--- Extracted material Enclosed Below ---

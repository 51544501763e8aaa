// Tab completion for the shell prompt.
//
// The first word completes against the command table. The second word
// completes against that command's hints: fixed flags, or the names of
// directories/files in the current directory as last seen by a listing.
// When nothing is known yet about the current directory it is listed once.
// Several matches are narrowed to their shared prefix by the line editor.

use crate::api::{ApiClient, EntryKind};
use crate::command::{self, ArgHint, COMMANDS};
use crate::session::{DirCache, Session};
use rustyline::completion::{Completer, Pair};
use rustyline::highlight::Highlighter;
use rustyline::hint::Hinter;
use rustyline::validate::Validator;
use rustyline::{Context, Helper};
use std::rc::Rc;
use tracing::debug;

/// Candidates for the word being typed at the end of `line`.
///
/// `names` is asked for directory or file names of the current directory
/// and only called when the command takes such an argument.
pub fn candidates(line: &str, mut names: impl FnMut(EntryKind) -> Vec<String>) -> Vec<String> {
    let words: Vec<&str> = line.split_whitespace().collect();
    let typing_new_word = line.is_empty() || line.ends_with(char::is_whitespace);

    let (command, prefix) = match (words.as_slice(), typing_new_word) {
        ([], _) => (None, ""),
        ([first], false) => (None, *first),
        ([first], true) => (Some(*first), ""),
        ([first, second], false) => (Some(*first), *second),
        _ => return Vec::new(),
    };

    let Some(command) = command else {
        return COMMANDS
            .iter()
            .map(|spec| spec.name)
            .filter(|name| name.starts_with(prefix))
            .map(str::to_string)
            .collect();
    };

    let hints = match command::find(command).map(|spec| spec.hint) {
        Some(ArgHint::Flags(flags)) => flags.iter().map(|f| f.to_string()).collect(),
        Some(ArgHint::Directories) => names(EntryKind::Directory),
        Some(ArgHint::Files) => names(EntryKind::File),
        Some(ArgHint::None) | None => Vec::new(),
    };
    hints
        .into_iter()
        .filter(|hint| hint.starts_with(prefix))
        .collect()
}

/// Byte offset where the word being typed at the end of `line` starts.
fn word_start(line: &str) -> usize {
    let current = line.rsplit(char::is_whitespace).next().unwrap_or("");
    line.len() - current.len()
}

/// Line editor helper: completes the line from the command table and the
/// entries of the current remote directory.
///
/// Built afresh for every prompt so it sees the current directory.
pub struct ShellCompleter {
    api: ApiClient,
    known: Rc<DirCache>,
    cwd: String,
}

impl ShellCompleter {
    pub fn new(api: &ApiClient, session: &Session) -> Self {
        ShellCompleter {
            api: api.clone(),
            known: session.shared_known(),
            cwd: session.current_directory().to_string(),
        }
    }

    /// Start of the word being completed and its replacements. A command
    /// name is followed by a space so the argument can be typed next.
    pub fn complete_words(&self, line: &str) -> (usize, Vec<String>) {
        let start = word_start(line);
        let sep = if line[..start].trim().is_empty() { " " } else { "" };
        let words = candidates(line, |kind| self.names(kind))
            .into_iter()
            .map(|word| format!("{word}{sep}"))
            .collect();
        (start, words)
    }

    fn names(&self, kind: EntryKind) -> Vec<String> {
        if let Some(names) = self.known.names(&self.cwd, kind) {
            return names;
        }
        match self.api.list_directory(&self.cwd) {
            Ok(entries) => {
                self.known.record(&self.cwd, &entries.unwrap_or_default());
                self.known.names(&self.cwd, kind).unwrap_or_default()
            }
            Err(err) => {
                debug!(error = %err, "could not list directory for completion");
                Vec::new()
            }
        }
    }
}

impl Completer for ShellCompleter {
    type Candidate = Pair;

    fn complete(
        &self,
        line: &str,
        pos: usize,
        _ctx: &Context<'_>,
    ) -> rustyline::Result<(usize, Vec<Pair>)> {
        let (start, words) = self.complete_words(&line[..pos]);
        let pairs = words
            .into_iter()
            .map(|word| Pair {
                display: word.trim_end().to_string(),
                replacement: word,
            })
            .collect();
        Ok((start, pairs))
    }
}

impl Hinter for ShellCompleter {
    type Hint = String;
}

impl Highlighter for ShellCompleter {}

impl Validator for ShellCompleter {}

impl Helper for ShellCompleter {}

--- End of Enclosed Extracted material ---

Try it: Transcribe the listing above verbatim.

Solution:
repository 51544501763e8aaa
// Tab completion for the shell prompt.
//
// The first word completes against the command table. The second word
// completes against that command's hints: fixed flags, or the names of
// directories/files in the current directory as last seen by a listing.
// When nothing is known yet about the current directory it is listed once.
// Several matches are narrowed to their shared prefix by the line editor.

use crate::api::{ApiClient, EntryKind};
use crate::command::{self, ArgHint, COMMANDS};
use crate::session::{DirCache, Session};
use rustyline::completion::{Completer, Pair};
use rustyline::highlight::Highlighter;
use rustyline::hint::Hinter;
use rustyline::validate::Validator;
use rustyline::{Context, Helper};
use std::rc::Rc;
use tracing::debug;

/// Candidates for the word being typed at the end of `line`.
///
/// `names` is asked for directory or file names of the current directory
/// and only called when the command takes such an argument.
pub fn candidates(line: &str, mut names: impl FnMut(EntryKind) -> Vec<String>) -> Vec<String> {
    let words: Vec<&str> = line.split_whitespace().collect();
    let typing_new_word = line.is_empty() || line.ends_with(char::is_whitespace);

    let (command, prefix) = match (words.as_slice(), typing_new_word) {
        ([], _) => (None, ""),
        ([first], false) => (None, *first),
        ([first], true) => (Some(*first), ""),
        ([first, second], false) => (Some(*first), *second),
        _ => return Vec::new(),
    };

    let Some(command) = command else {
        return COMMANDS
            .iter()
            .map(|spec| spec.name)
            .filter(|name| name.starts_with(prefix))
            .map(str::to_string)
            .collect();
    };

    let hints = match command::find(command).map(|spec| spec.hint) {
        Some(ArgHint::Flags(flags)) => flags.iter().map(|f| f.to_string()).collect(),
        Some(ArgHint::Directories) => names(EntryKind::Directory),
        Some(ArgHint::Files) => names(EntryKind::File),
        Some(ArgHint::None) | None => Vec::new(),
    };
    hints
        .into_iter()
        .filter(|hint| hint.starts_with(prefix))
        .collect()
}

/// Byte offset where the word being typed at the end of `line` starts.
fn word_start(line: &str) -> usize {
    let current = line.rsplit(char::is_whitespace).next().unwrap_or("");
    line.len() - current.len()
}

/// Line editor helper: completes the line from the command table and the
/// entries of the current remote directory.
///
/// Built afresh for every prompt so it sees the current directory.
pub struct ShellCompleter {
    api: ApiClient,
    known: Rc<DirCache>,
    cwd: String,
}

impl ShellCompleter {
    pub fn new(api: &ApiClient, session: &Session) -> Self {
        ShellCompleter {
            api: api.clone(),
            known: session.shared_known(),
            cwd: session.current_directory().to_string(),
        }
    }

    /// Start of the word being completed and its replacements. A command
    /// name is followed by a space so the argument can be typed next.
    pub fn complete_words(&self, line: &str) -> (usize, Vec<String>) {
        let start = word_start(line);
        let sep = if line[..start].trim().is_empty() { " " } else { "" };
        let words = candidates(line, |kind| self.names(kind))
            .into_iter()
            .map(|word| format!("{word}{sep}"))
            .collect();
        (start, words)
    }

    fn names(&self, kind: EntryKind) -> Vec<String> {
        if let Some(names) = self.known.names(&self.cwd, kind) {
            return names;
        }
        match self.api.list_directory(&self.cwd) {
            Ok(entries) => {
                self.known.record(&self.cwd, &entries.unwrap_or_default());
                self.known.names(&self.cwd, kind).unwrap_or_default()
            }
            Err(err) => {
                debug!(error = %err, "could not list directory for completion");
                Vec::new()
            }
        }
    }
}

impl Completer for ShellCompleter {
    type Candidate = Pair;

    fn complete(
        &self,
        line: &str,
        pos: usize,
        _ctx: &Context<'_>,
    ) -> rustyline::Result<(usize, Vec<Pair>)> {
        let (start, words) = self.complete_words(&line[..pos]);
        let pairs = words
            .into_iter()
            .map(|word| Pair {
                display: word.trim_end().to_string(),
                replacement: word,
            })
            .collect();
        Ok((start, pairs))
    }
}

impl Hinter for ShellCompleter {
    type Hint = String;
}

impl Highlighter for ShellCompleter {}

impl Validator for ShellCompleter {}

impl Helper for ShellCompleter {}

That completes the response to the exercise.